**WORK TO COMPLETE:**
Your reply should contain only the line with "pub fn default_menu()" and the lines after it through the end of the data, each written out exactly.

___ PROVIDED INFORMATION ___

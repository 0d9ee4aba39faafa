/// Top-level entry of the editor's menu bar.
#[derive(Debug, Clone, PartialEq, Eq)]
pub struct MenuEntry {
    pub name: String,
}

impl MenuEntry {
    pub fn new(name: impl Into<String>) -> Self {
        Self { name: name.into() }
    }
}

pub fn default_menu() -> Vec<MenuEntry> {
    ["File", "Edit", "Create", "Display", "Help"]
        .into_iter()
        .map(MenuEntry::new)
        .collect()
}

___

**EXERCISE OUTPUT:**
pub fn default_menu() -> Vec<MenuEntry> {
    ["File", "Edit", "Create", "Display", "Help"]
        .into_iter()
        .map(MenuEntry::new)
        .collect()
}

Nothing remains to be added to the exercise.